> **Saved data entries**
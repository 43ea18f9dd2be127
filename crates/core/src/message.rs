//! Message and Conversation domain types.
//!
//! A run's conversation is an append-only log: the loop appends one
//! assistant message per step followed by the tool messages answering that
//! message's calls. The log refuses appends that would break that shape.

use crate::error::ConversationError;
use crate::reasoning::ReasoningSegment;
use chrono::{DateTime, Utc};
use serde::{Deserialize, Serialize};
use std::collections::HashSet;
use uuid::Uuid;

/// The role of a message sender in a conversation.
#[derive(Debug, Clone, Copy, PartialEq, Eq, Hash, Serialize, Deserialize)]
#[serde(rename_all = "lowercase")]
pub enum Role {
    /// The end user
    User,
    /// The AI assistant
    Assistant,
    /// Fixed instructions and context snapshots
    System,
    /// Tool execution result
    Tool,
}

impl Role {
    pub fn as_str(&self) -> &'static str {
        match self {
            Self::User => "user",
            Self::Assistant => "assistant",
            Self::System => "system",
            Self::Tool => "tool",
        }
    }
}

/// A single message in a conversation.
#[derive(Debug, Clone, PartialEq, Serialize, Deserialize)]
pub struct Message {
    /// Unique message ID
    #[serde(default = "new_message_id", skip_serializing)]
    pub id: String,

    /// Who sent this message
    pub role: Role,

    /// The text content
    pub content: String,

    /// Tool calls requested by the assistant (if any)
    #[serde(default, skip_serializing_if = "Vec::is_empty")]
    pub tool_calls: Vec<MessageToolCall>,

    /// If this is a tool result, which tool call it responds to
    #[serde(default, skip_serializing_if = "Option::is_none")]
    pub tool_call_id: Option<String>,

    /// If this is a tool result, the name of the tool that produced it
    #[serde(default, skip_serializing_if = "Option::is_none")]
    pub name: Option<String>,

    /// Reasoning the assistant produced alongside this message
    #[serde(default, skip_serializing_if = "Vec::is_empty")]
    pub reasoning: Vec<ReasoningSegment>,

    /// Timestamp
    #[serde(default = "Utc::now", skip_serializing)]
    pub timestamp: DateTime<Utc>,
}

fn new_message_id() -> String {
    Uuid::new_v4().to_string()
}

impl Message {
    fn with_role(role: Role, content: impl Into<String>) -> Self {
        Self {
            id: new_message_id(),
            role,
            content: content.into(),
            tool_calls: Vec::new(),
            tool_call_id: None,
            name: None,
            reasoning: Vec::new(),
            timestamp: Utc::now(),
        }
    }

    /// Create a new user message.
    pub fn user(content: impl Into<String>) -> Self {
        Self::with_role(Role::User, content)
    }

    /// Create a new assistant message.
    pub fn assistant(content: impl Into<String>) -> Self {
        Self::with_role(Role::Assistant, content)
    }

    /// Create a new system message.
    pub fn system(content: impl Into<String>) -> Self {
        Self::with_role(Role::System, content)
    }

    /// Create a tool result message.
    pub fn tool_result(
        tool_call_id: impl Into<String>,
        tool_name: impl Into<String>,
        content: impl Into<String>,
    ) -> Self {
        let mut msg = Self::with_role(Role::Tool, content);
        msg.tool_call_id = Some(tool_call_id.into());
        msg.name = Some(tool_name.into());
        msg
    }

    pub fn with_tool_calls(mut self, tool_calls: Vec<MessageToolCall>) -> Self {
        self.tool_calls = tool_calls;
        self
    }

    pub fn with_reasoning(mut self, reasoning: Vec<ReasoningSegment>) -> Self {
        self.reasoning = reasoning;
        self
    }
}

/// A tool call embedded in an assistant message, in wire form.
#[derive(Debug, Clone, PartialEq, Serialize, Deserialize)]
pub struct MessageToolCall {
    /// Unique ID for this tool call
    pub id: String,

    /// Name of the tool to invoke
    pub name: String,

    /// Arguments as JSON text, exactly as they are sent back to the model
    pub arguments: String,
}

/// The tool calls of the newest assistant turn and which of them are answered.
#[derive(Debug, Clone)]
struct OpenBatch {
    call_ids: Vec<String>,
    answered: HashSet<String>,
}

impl OpenBatch {
    fn unanswered(&self) -> Vec<String> {
        self.call_ids
            .iter()
            .filter(|id| !self.answered.contains(*id))
            .cloned()
            .collect()
    }
}

/// An ordered, append-only sequence of messages.
#[derive(Debug, Clone)]
pub struct Conversation {
    messages: Vec<Message>,
    open_batch: Option<OpenBatch>,
}

impl Conversation {
    /// Create a new empty conversation.
    pub fn new() -> Self {
        Self {
            messages: Vec::new(),
            open_batch: None,
        }
    }

    /// Create a conversation seeded with prior messages.
    ///
    /// Seed messages come from earlier runs and are taken as-is; the turn
    /// invariants apply only to what is appended afterwards.
    pub fn seeded(history: impl IntoIterator<Item = Message>) -> Self {
        let mut conv = Self::new();
        conv.messages.extend(history);
        conv
    }

    pub fn messages(&self) -> &[Message] {
        &self.messages
    }

    pub fn len(&self) -> usize {
        self.messages.len()
    }

    pub fn is_empty(&self) -> bool {
        self.messages.is_empty()
    }

    pub fn last(&self) -> Option<&Message> {
        self.messages.last()
    }

    /// Append the user turn that starts a run.
    pub fn append_user(&mut self, message: Message) -> Result<(), ConversationError> {
        expect_role(&message, Role::User)?;
        self.ensure_batch_settled()?;
        self.push(message);
        Ok(())
    }

    /// Append an assistant turn, opening a tool batch if it requests calls.
    pub fn append_assistant(&mut self, message: Message) -> Result<(), ConversationError> {
        expect_role(&message, Role::Assistant)?;
        self.ensure_batch_settled()?;
        self.open_batch = if message.tool_calls.is_empty() {
            None
        } else {
            Some(OpenBatch {
                call_ids: message.tool_calls.iter().map(|c| c.id.clone()).collect(),
                answered: HashSet::new(),
            })
        };
        self.push(message);
        Ok(())
    }

    /// Append a tool result answering one call of the open assistant turn.
    pub fn append_tool(&mut self, message: Message) -> Result<(), ConversationError> {
        expect_role(&message, Role::Tool)?;
        let call_id = message.tool_call_id.clone().unwrap_or_default();
        let batch = self
            .open_batch
            .as_mut()
            .ok_or_else(|| ConversationError::UnknownToolCall(call_id.clone()))?;
        if !batch.call_ids.contains(&call_id) {
            return Err(ConversationError::UnknownToolCall(call_id));
        }
        if !batch.answered.insert(call_id.clone()) {
            return Err(ConversationError::DuplicateToolResult(call_id));
        }
        self.push(message);
        Ok(())
    }

    /// Close the open tool batch, returning the ids of calls that were never
    /// executed (a batch stops at its first failure).
    pub fn close_batch(&mut self) -> Vec<String> {
        self.open_batch
            .take()
            .map(|batch| batch.unanswered())
            .unwrap_or_default()
    }

    fn ensure_batch_settled(&self) -> Result<(), ConversationError> {
        match &self.open_batch {
            Some(batch) => {
                let pending = batch.unanswered().len();
                if pending == 0 {
                    Ok(())
                } else {
                    Err(ConversationError::UnresolvedBatch(pending))
                }
            }
            None => Ok(()),
        }
    }

    fn push(&mut self, message: Message) {
        self.messages.push(message);
    }
}

impl Default for Conversation {
    fn default() -> Self {
        Self::new()
    }
}

fn expect_role(message: &Message, expected: Role) -> Result<(), ConversationError> {
    if message.role == expected {
        Ok(())
    } else {
        Err(ConversationError::WrongRole {
            expected: expected.as_str(),
            actual: message.role.as_str().to_string(),
        })
    }
}

#[cfg(test)]
mod tests {
    use super::*;

    fn call(id: &str) -> MessageToolCall {
        MessageToolCall {
            id: id.into(),
            name: "get_requirement".into(),
            arguments: "{}".into(),
        }
    }

    #[test]
    fn create_user_message() {
        let msg = Message::user("Hello, agent!");
        assert_eq!(msg.role, Role::User);
        assert_eq!(msg.content, "Hello, agent!");
        assert!(msg.tool_calls.is_empty());
    }

    #[test]
    fn message_wire_shape() {
        let msg = Message::tool_result("call_1", "get_requirement", "{}");
        let json = serde_json::to_value(&msg).unwrap();
        assert_eq!(
            json,
            serde_json::json!({
                "role": "tool",
                "content": "{}",
                "tool_call_id": "call_1",
                "name": "get_requirement"
            })
        );
        let back: Message = serde_json::from_value(json).unwrap();
        assert_eq!(back.tool_call_id.as_deref(), Some("call_1"));
    }

    #[test]
    fn assistant_then_tool_results() {
        let mut conv = Conversation::new();
        conv.append_user(Message::user("hi")).unwrap();
        conv.append_assistant(Message::assistant("").with_tool_calls(vec![call("a"), call("b")]))
            .unwrap();
        conv.append_tool(Message::tool_result("a", "get_requirement", "{}"))
            .unwrap();
        conv.append_tool(Message::tool_result("b", "get_requirement", "{}"))
            .unwrap();
        conv.append_assistant(Message::assistant("done")).unwrap();
        assert_eq!(conv.len(), 5);
    }

    #[test]
    fn tool_result_must_answer_open_call() {
        let mut conv = Conversation::new();
        let err = conv
            .append_tool(Message::tool_result("x", "t", "{}"))
            .unwrap_err();
        assert_eq!(err, ConversationError::UnknownToolCall("x".into()));

        conv.append_assistant(Message::assistant("").with_tool_calls(vec![call("a")]))
            .unwrap();
        conv.append_tool(Message::tool_result("a", "t", "{}")).unwrap();
        let err = conv
            .append_tool(Message::tool_result("a", "t", "{}"))
            .unwrap_err();
        assert_eq!(err, ConversationError::DuplicateToolResult("a".into()));
    }

    #[test]
    fn assistant_refused_while_batch_open() {
        let mut conv = Conversation::new();
        conv.append_assistant(Message::assistant("").with_tool_calls(vec![call("a"), call("b")]))
            .unwrap();
        conv.append_tool(Message::tool_result("a", "t", "{}")).unwrap();
        let err = conv.append_assistant(Message::assistant("next")).unwrap_err();
        assert_eq!(err, ConversationError::UnresolvedBatch(1));

        assert_eq!(conv.close_batch(), vec!["b".to_string()]);
        conv.append_assistant(Message::assistant("next")).unwrap();
    }

    #[test]
    fn wrong_role_is_rejected() {
        let mut conv = Conversation::new();
        let err = conv.append_assistant(Message::user("x")).unwrap_err();
        assert!(matches!(err, ConversationError::WrongRole { expected: "assistant", .. }));
    }

    #[test]
    fn seeded_history_is_kept_in_order() {
        let conv = Conversation::seeded(vec![Message::user("a"), Message::assistant("b")]);
        let roles: Vec<_> = conv.messages().iter().map(|m| m.role).collect();
        assert_eq!(roles, vec![Role::User, Role::Assistant]);
    }
}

> **Description of the task**
Taking the line with "it requests calls." as the first and the line with "open assistant turn." as the last, retype that stretch of the data above exactly, with no other lines.

> **Response area**
    /// Append an assistant turn, opening a tool batch if it requests calls.
    pub fn append_assistant(&mut self, message: Message) -> Result<(), ConversationError> {
        expect_role(&message, Role::Assistant)?;
        self.ensure_batch_settled()?;
        self.open_batch = if message.tool_calls.is_empty() {
            None
        } else {
            Some(OpenBatch {
                call_ids: message.tool_calls.iter().map(|c| c.id.clone()).collect(),
                answered: HashSet::new(),
            })
        };
        self.push(message);
        Ok(())
    }

    /// Append a tool result answering one call of the open assistant turn.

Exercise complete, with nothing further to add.